In addition to issues directly related to security, the organization includes other standards to the program, such as code complexity, code documentation, naming convention, and other process-related disciplines. This training minimizes issues resulting from employees following practices incorporated outside the organization and ensures continuity in the style and competency of the code.

To facilitate progress monitoring and successful completion of each training module the organization has a learning management platform or another centralized portal with similar functionality. Employees can monitor their progress and have access to all training resources even after they complete initial training.

Review issues resulting from employees not following established standards, policies, procedures, or security best practices at least annually to gauge the effectiveness of the training and ensure it covers all issues relevant to the organization.
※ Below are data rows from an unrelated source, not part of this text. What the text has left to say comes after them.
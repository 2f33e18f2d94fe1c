use crate::commands::{command_runtime, CommandResult};
use weddy_core::config::{AppConfig, LoadOptions};
use weddy_db::{connect_with_config, migrations, WeddingHallSeed};

pub fn run() -> CommandResult {
    let config = match AppConfig::load(LoadOptions::default()) {
        Ok(config) => config,
        Err(error) => {
            return CommandResult::failure(
                "seed",
                "config_validation",
                format!("configuration issue: {error}"),
                2,
            );
        }
    };

    let runtime = match command_runtime("seed") {
        Ok(runtime) => runtime,
        Err(failure) => return failure,
    };

    let result = runtime.block_on(async {
        let pool = connect_with_config(&config.database)
            .await
            .map_err(|error| ("db_connectivity", error.to_string(), 4u8))?;

        migrations::run_pending(&pool)
            .await
            .map_err(|error| ("migration", error.to_string(), 5u8))?;

        let seed_result = WeddingHallSeed::load(&pool)
            .await
            .map_err(|error| ("seed_execution", error.to_string(), 5u8))?;

        let verification = WeddingHallSeed::verify(&pool)
            .await
            .map_err(|error| ("seed_verification", error.to_string(), 6u8))?;

        let run_result = if verification.all_present {
            Ok(seed_result.venues_seeded)
        } else {
            let failed_checks = verification
                .checks
                .iter()
                .filter_map(|(check, passed)| (!passed).then_some(*check))
                .collect::<Vec<_>>();
            Err(("seed_verification", verification_failure_message(&failed_checks), 6u8))
        };

        pool.close().await;
        run_result
    });

    match result {
        Ok(venues) => CommandResult::success(
            "seed",
            format!("wedding hall catalogue loaded: {venues} venues covering every venue type"),
        ),
        Err((error_class, message, exit_code)) => {
            CommandResult::failure("seed", error_class, message, exit_code)
        }
    }
}

fn verification_failure_message(failed_checks: &[&str]) -> String {
    if failed_checks.is_empty() {
        "Some seed data failed to load".to_string()
    } else {
        format!("Seed verification failed for checks: {}", failed_checks.join(", "))
    }
}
Update the training periodically and train employees on any changes and most prevalent security deficiencies.

Maturity Questions

  • Have you implemented a Learning Management System or equivalent to track employee training / certification processes?
    Criteria:
    • A Learning Management System (LMS) is used to track training and any certifications
    • Training is based on internal standards, policies, and procedures instead of general “best-practices”
    • Training is mandatory, and the certification program or attendance record is used to determine access to development systems and resources.
    Answer Options:
    • No - 0
    • Yes, for some of the trianing - 0.25
    • Yes, at least half of the training - 0.5
    • Yes, the majority of training - 1

Notes

B: Organization and Culture

Maturity 1

Benefit

Have a lightweight embedding of software security throughout your organization through security champions.

Activity

Implement a program where each software development team has a member considered a “Security Champion” who is the liaison between Information Security and developers. Depending on the size and structure of the team the “Security Champion” may be a software developer, tester, or a product manager. The “Security Champion” has a set number of hours per week for Information Security related activities. They participate in periodic briefings to increase awareness and expertise in different security disciplines. “Security Champions” have additional training to help develop these roles as Software Security subject-matter experts. You may need to customize the way you create and support “Security Champions” for cultural reasons.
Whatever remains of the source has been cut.